2.    Sentidos termorreceptores :
Estos tienen la función de detectar el frío o el calor
El ser humano puede percibir gradaciones diferentes de frío y de calor, que pasan del frío gélido al frío, al fresco, al indiferente, al templado, al caliente, y al abrazador. Por al menos tres tipos de receptores sensoriales las gradaciones térmicas se discriminan: los de frío, los de calor y los del dolor, estos últimos sólo son estimulados por grados extremos de calor o frío y por tanto son responsables, junto con los receptores de frío y calor, de las sensaciones de “frío gélido” y de “calor abrasador”. Los receptores de frío y de calor están situados inmediatamente por debajo de la piel en puntos de distribución pero separados, cada uno con un diámetro de estimulación alrededor de 1mm. En la mayor parte de las áreas corporales hay de tres a diez veces más receptores de frío que de calor., y su número en diferentes zonas varía entre 15 a 25 puntos de frío por cm2  en los labios, de 3 a 5 en el dedo, hasta menos de 1 en amplias áreas superficiales del tronco. Hay una proporción semejante pero menor de puntos de calor.
Aunque es bastante seguro, sobre las bases de pruebas psicológicas, que hay terminaciones nerviosas características para el calor, todavía no se han podido identificar histológicamente. Se hipotetiza que son terminaciones nerviosas libres porque las señales de calor se transmiten principalmente por fibras nerviosas tipo C a velocidades de tan solo 0.4 a 2.0 m/s.
En cambio, sí se ha identificado un receptor de frío. Es una terminación nerviosa  mielínica especial, pequeña, tipod, que se ramifica un cierto número de veces, cuyas puntas sobresalen hacia las superficies inferiores de las células epidérmicas basales. Las señales se transmiten desde estos receptores por fibras nerviosas delta  velocidades de hasta unos 20m/s. No obstante, ciertas sensaciones de frío también se transmiten por fibras nerviosas tipo C, lo que sugiere que algunas transmisiones nerviosas libres también podrían estar funcionando como receptores de frío.

3.    Sentido del dolor:
Este, es activado por cualquier factor que dañe los tejidos


Dolor (clasificación y diferenciación)
Muchas, pero no todas las afecciones del cuerpo causan dolor.

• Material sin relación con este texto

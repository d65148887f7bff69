//! Render scheduling and dispatch.
//!
//! - [`ChangeScheduler`]: coalesces change reasons into one frame request
//! - [`Renderer`]: turns a change mask into ordered paint-layer calls
//! - [`ScrollAnimation`]: eased scroll-to-line state machine
//! - [`ResizeGuard`]: bounds resize recursion from listeners
//! - [`EventEmitter`]: lifecycle events and listener requests

pub mod events;
pub mod renderer;
pub mod resize_guard;
pub mod scheduler;
pub mod scroll_animation;

pub use events::{EventEmitter, Listener, ListenerId, ListenerRequests, RenderEvent};
pub use renderer::Renderer;
pub use resize_guard::{ResizeGuard, MAX_NESTED_RESIZES};
pub use scheduler::ChangeScheduler;
pub use scroll_animation::{
    calc_steps, AnimationPhase, AnimationStart, AnimationStep, OnDone, ScrollAnimation,
};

Es más, la capacidad de diagnosticar diferentes enfermedades depende en gran medida del conocimiento del médico en las distintas clases de dolor y de algunos de los fenómenos clínicos que lo acompañan conocer las bases fisiológicas.
El dolor es un mecanismo protector del cuerpo; aparece siempre que un tejido está siendo lesionado y obliga al individuo a reaccionar para suprimir el estímulo doloroso. Incluso actividades tan sencillas como el estar sentado mucho tiempo  sobre los isquiones pueden producir destrucción tisular, esto debido a la falta de abastecimiento sanguíneo de la piel en las zonas comprimidas por el peso del cuerpo. Cuando la piel duele como resultado de isquemia, la persona cambia inconscientemente  de postura, mientras tanto una persona que ha perdido el sentido del dolor (ej., después de una lesión de la médula espinal), cesa de sentir dolor y en consecuencia no cambia la posición de su cuerpo, lo que acarrea como resultado temprano la ulceración de las zonas presionadas.
El dolor se ha clasificado en dos tipos fundamentales distintos: el “dolor rápido” y el “dolor lento”:
1.    Dolor rápido:
Recibe muchos nombres alternativos como “dolor cortante”, “dolor punzante”, “dolor agudo”, “dolor eléctrico”, entre otros. Este tipo de dolor se siente cuando se pincha la piel con una aguja, al cortarse con un cuchillo o cuando es sometida a una descarga eléctrica la piel. El dolor rápido, agudo, no se percibe en los tejidos del cuerpo más profundos. Este aparece en menos de una décima de segundo cuando se aplica un estímulo doloroso.
2.    Dolor lento:
Este también es conocido por otros nombres como “dolor abrasador”, “dolor sordo”, “dolor punzante”, dolor nauseoso” y “dolor crónico”. Suele ir acompañado de destrucción tisular; puede ser muy intenso y conducir a un sufrimiento prolongado e insoportable, y aparecer tanto en la piel, como en casi cualquier órgano o tejido profundo.
3.    Otros:
-          Dolor referido:
A menudo una persona siente dolor en una parte de su cuerpo considerablemente alejada de los tejidos que están produciendo la sensación dolorosa, este dolor se denomina dolor referido. El dolor suele iniciarse en uno de los órganos viscerales a referirse a un área de la superficie corporal. También puede referirse a otra área profunda del cuerpo que no coincida exactamente con la situación del órgano que está produciendo ese dolor. El conocimiento de estos tipos diferentes de dolor referido es de extremada importancia en el diagnóstico clínico, porque muchas enfermedades viscerales no producen más signos que el dolor referido.
-          Dolor visceral:
En el proceso de diagnóstico clínico, el dolor procedente de los diferentes órganos del abdomen y tórax es uno de los pocos criterios que pueden utilizar para diagnosticar inflamación o una enfermedad visceral. Por lo general las vísceras no tienen no tienen receptores sensoriales de otra modalidad que no sea el dolor. El dolor visceral, así mismo, difiere con el dolor superficial en varios aspectos importantes. Una de las principales diferencias entre el dolor visceral y el dolor superficial es que los tipos de lesiones viscerales muy localizadas rara vez provocan dolor intenso (ej., un cirujano puede cortar en dos los intestinos de un paciente despierto sin ocasionarle dolor significativo. En cambio, cualquier estímulo que cause estimulación difusa de las terminaciones nerviosas de dolor en toda una víscera causa dolor, que puede llagar a ser muy intenso. La isquemia producida por oclusión del flujo sanguíneo a una extensa área de del intestino estimula a muchas fibras difusas de dolor a la vez, y puede ocasionar dolor intenso)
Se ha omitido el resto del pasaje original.